Dampak tuduhan dari ceramah sang Mursyid tak hanya membuat Habibatullah hidup sengsara. Hasna, Amelia dan Zahra yang menjadi korban kekerasan seksual oleh Amrullah pun turut merasakan kesengsaraan yang luar biasa. Trauma mereka menjadi korban dan melihat berbagai retorika yang digunakan untuk menutupi berbagai kesalahan Amrullah membuat tiga anak itu semakin marah dan kesal. Tiga anak tersebut yang awalnya mengira sudah tidak dipermasalahkan lagi oleh pihak pesantren, mereka justru merasa semakin dimusuhi dan dipersekusi oleh banyak orang.

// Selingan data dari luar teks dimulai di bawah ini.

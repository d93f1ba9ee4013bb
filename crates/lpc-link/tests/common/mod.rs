//! Reference interpreter for the statement subset the lowering passes
//! generate. Every component is stored as an `f64`; integer and boolean
//! values are exact in that representation.

#![allow(dead_code)]

use std::collections::HashMap;

use lpc_glir::{
    BaseType, ConstScalar, ExprOp, InstData, List, Node, NodeData, Shader, Type, Var,
    VariableMode,
};

const MAX_LOOP_ITERATIONS: usize = 10_000;

#[derive(Debug, Clone, Copy, PartialEq, Eq)]
enum Flow {
    Normal,
    Break,
    Continue,
    Return,
}

/// Variable storage of one shader invocation.
pub struct Interpreter<'a> {
    shader: &'a Shader,
    memory: HashMap<Var, Vec<f64>>,
}

impl<'a> Interpreter<'a> {
    pub fn new(shader: &'a Shader) -> Self {
        Self {
            shader,
            memory: HashMap::new(),
        }
    }

    fn storage(&mut self, var: Var) -> &mut Vec<f64> {
        let slots = self.shader.vars[var].ty.component_slots() as usize;
        self.memory.entry(var).or_insert_with(|| vec![0.0; slots])
    }

    pub fn get(&mut self, var: Var) -> Vec<f64> {
        self.storage(var).clone()
    }

    pub fn set(&mut self, var: Var, values: &[f64]) {
        let storage = self.storage(var);
        assert_eq!(storage.len(), values.len(), "value size mismatch");
        storage.copy_from_slice(values);
    }

    /// Value of the global `name` (any mode).
    pub fn get_named(&mut self, name: &str) -> Vec<f64> {
        let var = self
            .shader
            .globals()
            .find(|var| self.shader.vars[*var].name == name)
            .unwrap_or_else(|| panic!("no global named {}", name));
        self.get(var)
    }

    /// Values of every interface variable of `mode`, keyed by location.
    pub fn interface_by_location(&mut self, mode: VariableMode) -> HashMap<u32, Vec<f64>> {
        let vars: Vec<Var> = self
            .shader
            .globals()
            .filter(|var| self.shader.vars[*var].mode == mode)
            .collect();
        vars.into_iter()
            .filter_map(|var| {
                let location = self.shader.vars[var].location?;
                Some((location, self.get(var)))
            })
            .collect()
    }

    /// Store `values` into the interface variables of `mode`, by location.
    pub fn load_by_location(&mut self, mode: VariableMode, values: &HashMap<u32, Vec<f64>>) {
        let vars: Vec<Var> = self
            .shader
            .globals()
            .filter(|var| self.shader.vars[*var].mode == mode)
            .collect();
        for var in vars {
            if let Some(value) = self.shader.vars[var].location.and_then(|l| values.get(&l)) {
                self.set(var, value);
            }
        }
    }

    /// Store one value per vertex into the per-vertex inputs of `mode`: each
    /// variable receives the values at its location, vertex after vertex.
    pub fn load_vertices(&mut self, mode: VariableMode, vertices: &[HashMap<u32, Vec<f64>>]) {
        let vars: Vec<Var> = self
            .shader
            .globals()
            .filter(|var| self.shader.vars[*var].mode == mode)
            .collect();
        for var in vars {
            let Some(location) = self.shader.vars[var].location else {
                continue;
            };
            let values: Option<Vec<Vec<f64>>> = vertices
                .iter()
                .map(|vertex| vertex.get(&location).cloned())
                .collect();
            if let Some(values) = values {
                self.set(var, &values.concat());
            }
        }
    }

    pub fn run_main(&mut self) {
        let body = self.shader.main_body().expect("shader has a main function");
        self.exec_list(body);
    }

    fn exec_list(&mut self, list: List) -> Flow {
        let shader = self.shader;
        for inst in shader.layout.iter(list) {
            let flow = self.exec_inst(inst);
            if flow != Flow::Normal {
                return flow;
            }
        }
        Flow::Normal
    }

    fn exec_inst(&mut self, inst: lpc_glir::Inst) -> Flow {
        let shader = self.shader;
        match &shader.insts[inst] {
            InstData::Declare(var) => {
                self.storage(*var);
                Flow::Normal
            }
            InstData::Assign { lhs, rhs } => {
                let values = self.eval(*rhs);
                let (var, offsets) = self.address(*lhs);
                let storage = self.storage(var);
                assert_eq!(offsets.len(), values.len(), "assignment size mismatch");
                for (offset, value) in offsets.into_iter().zip(values) {
                    storage[offset] = value;
                }
                Flow::Normal
            }
            InstData::If {
                condition,
                then_list,
                else_list,
            } => {
                if self.eval(*condition)[0] != 0.0 {
                    self.exec_list(*then_list)
                } else {
                    self.exec_list(*else_list)
                }
            }
            InstData::Loop { body } => {
                for _ in 0..MAX_LOOP_ITERATIONS {
                    match self.exec_list(*body) {
                        Flow::Break => return Flow::Normal,
                        Flow::Return => return Flow::Return,
                        Flow::Normal | Flow::Continue => {}
                    }
                }
                panic!("loop did not terminate");
            }
            InstData::Break => Flow::Break,
            InstData::Continue => Flow::Continue,
            InstData::Return => Flow::Return,
            InstData::Discard { .. } | InstData::Function { .. } => Flow::Normal,
        }
    }

    /// Storage offsets selected by a dereference chain.
    fn address(&mut self, node: Node) -> (Var, Vec<usize>) {
        let shader = self.shader;
        match &shader.nodes[node] {
            NodeData::VarRef(var) => {
                let slots = self.shader.vars[*var].ty.component_slots() as usize;
                (*var, (0..slots).collect())
            }
            NodeData::ArrayRef { array, index } => {
                let (array, index) = (*array, *index);
                let element = self
                    .shader
                    .node_type(array)
                    .index_result()
                    .expect("indexable type");
                let size = element.component_slots() as usize;
                let i = self.eval(index)[0] as usize;
                let (var, offsets) = self.address(array);
                (var, offsets[i * size..(i + 1) * size].to_vec())
            }
            NodeData::RecordRef { record, field } => {
                let record = *record;
                let Type::Struct(st) = self.shader.node_type(record) else {
                    panic!("record_ref of a non-struct");
                };
                let mut start = 0;
                let mut size = 0;
                for f in &st.fields {
                    if &f.name == field {
                        size = f.ty.component_slots() as usize;
                        break;
                    }
                    start += f.ty.component_slots() as usize;
                }
                let (var, offsets) = self.address(record);
                (var, offsets[start..start + size].to_vec())
            }
            NodeData::Swizzle { value, mask } => {
                let components: Vec<u32> = mask.components().collect();
                let (var, offsets) = self.address(*value);
                (
                    var,
                    components.iter().map(|c| offsets[*c as usize]).collect(),
                )
            }
            NodeData::Constant(_) | NodeData::Expression { .. } => {
                panic!("not an lvalue")
            }
        }
    }

    pub fn eval(&mut self, node: Node) -> Vec<f64> {
        let shader = self.shader;
        match &shader.nodes[node] {
            NodeData::Constant(c) => c
                .values
                .iter()
                .map(|value| match value {
                    ConstScalar::Float(v) => *v as f64,
                    ConstScalar::Int(v) => *v as f64,
                    ConstScalar::Uint(v) => *v as f64,
                    ConstScalar::Bool(v) => *v as u8 as f64,
                })
                .collect(),
            NodeData::Expression { op, ty, operands } => {
                let (op, integer) = (*op, matches!(ty.base_type(), Some(BaseType::Int | BaseType::Uint)));
                let operands: Vec<Vec<f64>> = operands.iter().map(|n| self.eval(*n)).collect();
                eval_expression(op, integer, &operands)
            }
            _ => {
                let (var, offsets) = self.address(node);
                let storage = self.storage(var);
                offsets.into_iter().map(|o| storage[o]).collect()
            }
        }
    }
}

fn eval_expression(op: ExprOp, integer: bool, operands: &[Vec<f64>]) -> Vec<f64> {
    let unary = |f: fn(f64) -> f64| -> Vec<f64> { operands[0].iter().map(|v| f(*v)).collect() };
    let binary = |f: &dyn Fn(f64, f64) -> f64| -> Vec<f64> {
        let (a, b) = (&operands[0], &operands[1]);
        let len = a.len().max(b.len());
        (0..len)
            .map(|i| f(a[i.min(a.len() - 1)], b[i.min(b.len() - 1)]))
            .collect()
    };
    let truth = |b: bool| b as u8 as f64;
    match op {
        ExprOp::Neg => unary(|v| -v),
        ExprOp::Not => unary(|v| if v == 0.0 { 1.0 } else { 0.0 }),
        ExprOp::Dfdx | ExprOp::Dfdy | ExprOp::Fwidth => unary(|_| 0.0),
        ExprOp::I2f | ExprOp::U2i | ExprOp::I2u => unary(|v| v),
        ExprOp::F2i => unary(f64::trunc),
        ExprOp::Add => binary(&|a, b| a + b),
        ExprOp::Sub => binary(&|a, b| a - b),
        ExprOp::Mul => binary(&|a, b| a * b),
        ExprOp::Div if integer => binary(&|a, b| (a / b).trunc()),
        ExprOp::Div => binary(&|a, b| a / b),
        ExprOp::Mod => binary(&|a, b| a % b),
        ExprOp::Less => binary(&|a, b| truth(a < b)),
        ExprOp::Greater => binary(&|a, b| truth(a > b)),
        ExprOp::Lequal => binary(&|a, b| truth(a <= b)),
        ExprOp::Gequal => binary(&|a, b| truth(a >= b)),
        ExprOp::Equal => binary(&|a, b| truth(a == b)),
        ExprOp::Nequal => binary(&|a, b| truth(a != b)),
        ExprOp::LogicAnd => binary(&|a, b| truth(a != 0.0 && b != 0.0)),
        ExprOp::LogicOr => binary(&|a, b| truth(a != 0.0 || b != 0.0)),
    }
}

/// Run `producer`, hand its outputs to `consumer` slot by slot, and run
/// `consumer`. Returns both interpreters for inspection.
pub fn run_pipeline<'a>(
    producer: &'a Shader,
    consumer: &'a Shader,
) -> (Interpreter<'a>, Interpreter<'a>) {
    let mut out = Interpreter::new(producer);
    out.run_main();
    let written = out.interface_by_location(VariableMode::ShaderOut);
    let mut input = Interpreter::new(consumer);
    input.load_by_location(VariableMode::ShaderIn, &written);
    input.run_main();
    (out, input)
}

Mereka merasa hidupnya semakin tidak tenang dan tidak aman. Mereka mendapat berbagai ancaman dari para jamaah. Tempat tinggal mereka diteror. Perasaan mereka menjadi benar-benar kacau. Mereka bertiga ingin mengakhiri berbagai kekerasan yang dialaminya. Mereka yang terbatas pengetahuan dan pengalaman pun ingin melaporkan ke polisi tapi mereka juga tidak tahu bagaimana cara mereka bisa lapor.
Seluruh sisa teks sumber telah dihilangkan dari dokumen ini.